Educationist and political organizer

Beatrice Chamberlain (25 May 1862 – 19 November 1918) was a British educationalist and political organizer.

==Life==
Chamberlain was born in Edgbaston in 1862. Her father was Joseph Chamberlain, a local industrialist who later became Mayor of Birmingham and a Cabinet minister and was, for roughly thirty years until he suffered a stroke in 1906, one of the most consequential figures in British politics. Her mother was Harriet Kenrick, the sister of William Kenrick MP. Beatrice was her parents' eldest child; the birth of her younger brother Austen Chamberlain took the life of her mother.

Beatrice was devoted to her aunt, Caroline Kenrick. Her early education was at Edgbaston High School for Girls. As a girl Beatrice dominated her shyer brother Austen.

Her father married again and had four children, but the birth of the fifth child took the life of his second wife, Florence, and the newborn in 1875. Beatrice took over as carer and governess to her half siblings: Neville, Ida, Hilda, and Ethel.

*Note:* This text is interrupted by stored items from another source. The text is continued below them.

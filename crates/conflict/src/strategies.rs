use std::collections::HashMap;

use agentmem_model::{ConflictingData, Resolution, ResolutionStrategy};

fn data_key(value: &serde_json::Value) -> String {
    value.to_string()
}

/// Picks the entry with the highest confidence.
pub fn automatic(entries: &[ConflictingData]) -> Resolution {
    let winner = entries
        .iter()
        .max_by(|a, b| a.confidence.partial_cmp(&b.confidence).unwrap_or(std::cmp::Ordering::Equal))
        .expect("entries is non-empty");
    Resolution {
        resolved_data: winner.data.clone(),
        confidence: winner.confidence,
        reasoning: format!("highest confidence entry from {}", winner.agent_id),
        involved_strategies: vec![ResolutionStrategy::Automatic],
    }
}

/// Majority vote on distinct `data` values; ties broken by highest
/// confidence among the tied groups.
pub fn consensus(entries: &[ConflictingData]) -> Resolution {
    let mut groups: HashMap<String, Vec<&ConflictingData>> = HashMap::new();
    for entry in entries {
        groups.entry(data_key(&entry.data)).or_default().push(entry);
    }
    let max_votes = groups.values().map(|g| g.len()).max().unwrap_or(0);
    let winner = groups
        .values()
        .filter(|g| g.len() == max_votes)
        .flat_map(|g| g.iter())
        .max_by(|a, b| a.confidence.partial_cmp(&b.confidence).unwrap_or(std::cmp::Ordering::Equal))
        .expect("entries is non-empty");
    Resolution {
        resolved_data: winner.data.clone(),
        confidence: winner.confidence,
        reasoning: format!("majority vote ({max_votes}/{}) ties broken by confidence", entries.len()),
        involved_strategies: vec![ResolutionStrategy::Consensus],
    }
}

/// Picks the entry from the highest-ranked agent per `ranking`; agents
/// absent from `ranking` are treated as rank 0.
pub fn priority(entries: &[ConflictingData], ranking: &HashMap<String, i32>) -> Resolution {
    let winner = entries
        .iter()
        .max_by_key(|e| ranking.get(&e.agent_id).copied().unwrap_or(0))
        .expect("entries is non-empty");
    Resolution {
        resolved_data: winner.data.clone(),
        confidence: winner.confidence,
        reasoning: format!("highest-ranked agent {}", winner.agent_id),
        involved_strategies: vec![ResolutionStrategy::Priority],
    }
}

/// Field-wise union across all entries' JSON objects. Scalars use
/// last-write-wins (by timestamp) unless the field name is in
/// `additive_fields`, in which case array-typed values are concatenated and
/// deduped.
pub fn merge(entries: &[ConflictingData], additive_fields: &[String]) -> Resolution {
    let mut sorted: Vec<&ConflictingData> = entries.iter().collect();
    sorted.sort_by_key(|e| e.timestamp);

    let mut merged = serde_json::Map::new();
    for entry in &sorted {
        if let serde_json::Value::Object(fields) = &entry.data {
            for (key, value) in fields {
                if additive_fields.contains(key) {
                    let slot = merged
                        .entry(key.clone())
                        .or_insert_with(|| serde_json::Value::Array(Vec::new()));
                    if let serde_json::Value::Array(existing) = slot {
                        if let serde_json::Value::Array(incoming) = value {
                            for item in incoming {
                                if !existing.contains(item) {
                                    existing.push(item.clone());
                                }
                            }
                        } else if !existing.contains(value) {
                            existing.push(value.clone());
                        }
                    }
                } else {
                    merged.insert(key.clone(), value.clone());
                }
            }
        }
    }

    let confidence = sorted.iter().map(|e| e.confidence).sum::<f32>() / sorted.len() as f32;
    Resolution {
        resolved_data: serde_json::Value::Object(merged),
        confidence,
        reasoning: "field-wise union, last-write-wins for non-additive fields".to_string(),
        involved_strategies: vec![ResolutionStrategy::Merge],
    }
}

/// Picks the entry with the latest timestamp.
pub fn temporal(entries: &[ConflictingData]) -> Resolution {
    let winner = entries
        .iter()
        .max_by_key(|e| e.timestamp)
        .expect("entries is non-empty");
    Resolution {
        resolved_data: winner.data.clone(),
        confidence: winner.confidence,
        reasoning: format!("latest timestamp from {}", winner.agent_id),
        involved_strategies: vec![ResolutionStrategy::Temporal],
    }
}

/// Caller-supplied payload; confidence is fixed at 1.0.
pub fn manual(payload: serde_json::Value) -> Resolution {
    Resolution {
        resolved_data: payload,
        confidence: 1.0,
        reasoning: "manually supplied resolution".to_string(),
        involved_strategies: vec![ResolutionStrategy::Manual],
    }
}

/// Delegates to an external classifier/recommender's pick (spec.md §4.11:
/// "ml_guided" defers to an ML recommendation rather than a fixed rule).
/// `recommended` is whatever concrete strategy the recommender hook
/// returned; this dispatches to that strategy's own function and tags the
/// result as ml-guided on top of it. Strategies the recommender has no
/// business picking (`Manual`, recursive `MlGuided`/`RuleBased`/`Hybrid`)
/// fall back to `automatic`.
pub fn ml_guided(
    entries: &[ConflictingData],
    recommended: ResolutionStrategy,
    ranking: &HashMap<String, i32>,
    additive_fields: &[String],
) -> Resolution {
    let mut resolution = match recommended {
        ResolutionStrategy::Consensus => consensus(entries),
        ResolutionStrategy::Priority => priority(entries, ranking),
        ResolutionStrategy::Merge => merge(entries, additive_fields),
        ResolutionStrategy::Temporal => temporal(entries),
        ResolutionStrategy::Automatic
        | ResolutionStrategy::Manual
        | ResolutionStrategy::MlGuided
        | ResolutionStrategy::RuleBased
        | ResolutionStrategy::Hybrid => automatic(entries),
    };
    if !resolution.involved_strategies.contains(&ResolutionStrategy::MlGuided) {
        resolution.involved_strategies.push(ResolutionStrategy::MlGuided);
    }
    resolution.reasoning = format!("ml-guided ({recommended:?} recommended): {}", resolution.reasoning);
    resolution
}

/// Runs {automatic, rule_based (if a rule applies), temporal} and returns
/// the highest-confidence outcome, recording which strategies were tried
/// (spec.md §4.11).
pub fn hybrid(
    entries: &[ConflictingData],
    rule_based_result: Option<Resolution>,
) -> Resolution {
    let mut candidates = vec![automatic(entries), temporal(entries)];
    if let Some(rule_result) = rule_based_result {
        candidates.push(rule_result);
    }
    let tried: Vec<ResolutionStrategy> = candidates
        .iter()
        .flat_map(|c| c.involved_strategies.iter().copied())
        .collect();
    let mut best = candidates
        .into_iter()
        .max_by(|a, b| a.confidence.partial_cmp(&b.confidence).unwrap_or(std::cmp::Ordering::Equal))
        .expect("at least automatic and temporal are always present");
    best.involved_strategies = tried;
    best.reasoning = format!("hybrid: {}", best.reasoning);
    best
}

#[cfg(test)]
mod tests {
    use super::*;
    use chrono::Utc;
    use serde_json::json;

    fn entry(agent: &str, value: serde_json::Value, confidence: f32, offset_secs: i64) -> ConflictingData {
        ConflictingData {
            agent_id: agent.to_string(),
            data: value,
            version: 1,
            timestamp: Utc::now() + chrono::Duration::seconds(offset_secs),
            confidence,
            checksum: "c".to_string(),
            metadata: Default::default(),
        }
    }

    #[test]
    fn automatic_picks_highest_confidence() {
        let entries = vec![
            entry("a", json!({"v": 1}), 0.4, 0),
            entry("b", json!({"v": 2}), 0.9, 0),
        ];
        let resolution = automatic(&entries);
        assert_eq!(resolution.resolved_data, json!({"v": 2}));
    }

    #[test]
    fn consensus_breaks_ties_by_confidence() {
        let entries = vec![
            entry("a", json!({"v": 1}), 0.3, 0),
            entry("b", json!({"v": 2}), 0.9, 0),
        ];
        let resolution = consensus(&entries);
        assert_eq!(resolution.resolved_data, json!({"v": 2}));
    }

    #[test]
    fn temporal_picks_latest() {
        let entries = vec![
            entry("a", json!({"v": 1}), 0.9, -10),
            entry("b", json!({"v": 2}), 0.1, 0),
        ];
        let resolution = temporal(&entries);
        assert_eq!(resolution.resolved_data, json!({"v": 2}));
    }

    #[test]
    fn merge_unions_fields_additively() {
        let entries = vec![
            entry("a", json!({"tags": ["x"]}), 0.5, -5),
            entry("b", json!({"tags": ["y"]}), 0.5, 0),
        ];
        let resolution = merge(&entries, &["tags".to_string()]);
        assert_eq!(resolution.resolved_data, json!({"tags": ["x", "y"]}));
    }

    #[test]
    fn ml_guided_dispatches_to_the_recommended_strategy() {
        let entries = vec![
            entry("a", json!({"v": 1}), 0.9, -120),
            entry("b", json!({"v": 2}), 0.1, 0),
        ];
        let resolution = ml_guided(&entries, ResolutionStrategy::Temporal, &HashMap::new(), &[]);
        assert_eq!(resolution.resolved_data, json!({"v": 2}));
        assert!(resolution.involved_strategies.contains(&ResolutionStrategy::Temporal));
        assert!(resolution.involved_strategies.contains(&ResolutionStrategy::MlGuided));
    }

    #[test]
    fn ml_guided_falls_back_to_automatic_for_a_strategy_it_should_not_recurse_into() {
        let entries = vec![
            entry("a", json!({"v": 1}), 0.4, 0),
            entry("b", json!({"v": 2}), 0.9, 0),
        ];
        let resolution = ml_guided(&entries, ResolutionStrategy::Manual, &HashMap::new(), &[]);
        assert_eq!(resolution.resolved_data, json!({"v": 2}));
    }
}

Beatrice continued her education in Fontainebleau at Les Ruches, a private school for girls. By 1888 she was back in Edgbaston, where she was able to give up the role of châtelaine to her father when he married for the third time. Beatrice was free to gather funds for the Children's Country Holidays Fund while she helped manage primary schools in Hammersmith and Fulham.

Her new stepmother, Mary, who was the daughter of William Crowninshield Endicott, Grover Cleveland's Secretary of War, introduced her to leading American politicians, including Theodore Roosevelt and William Howard Taft. Her brother Austen turned to Beatrice for support when he was the Chancellor of the Exchequer; she in turn served as an advocate for Austen with the wives of those who were opposing him.

Being fluent in French, she helped organise the French Wounded Emergency Fund at the start of World War I, coming shortly after her father died. Her fundraising for hospitals in France was so successful that she was asked to extend her efforts across the country.

She was also involved with preparations for peace, acting as an advisor to the Ministry for Reconstruction. Although she and all of her family had opposed giving the vote to women, and Chamberlain herself had been involved in creating women's anti-suffrage groups within the Unionist Party, she now accepted it as inevitable.

Chamberlain died in Kensington in 1918 in the flu pandemic. Her obituary noted that she had the "mind of a Great Man". Her siblings, including her half-sister Ethel, who died in 1905, had all admired her. Her brother, Austen, went on to win a Nobel Peace Prize, her half-brother Neville would be the Prime Minister who declared war on Germany, and her half-sisters all had long, notable lives.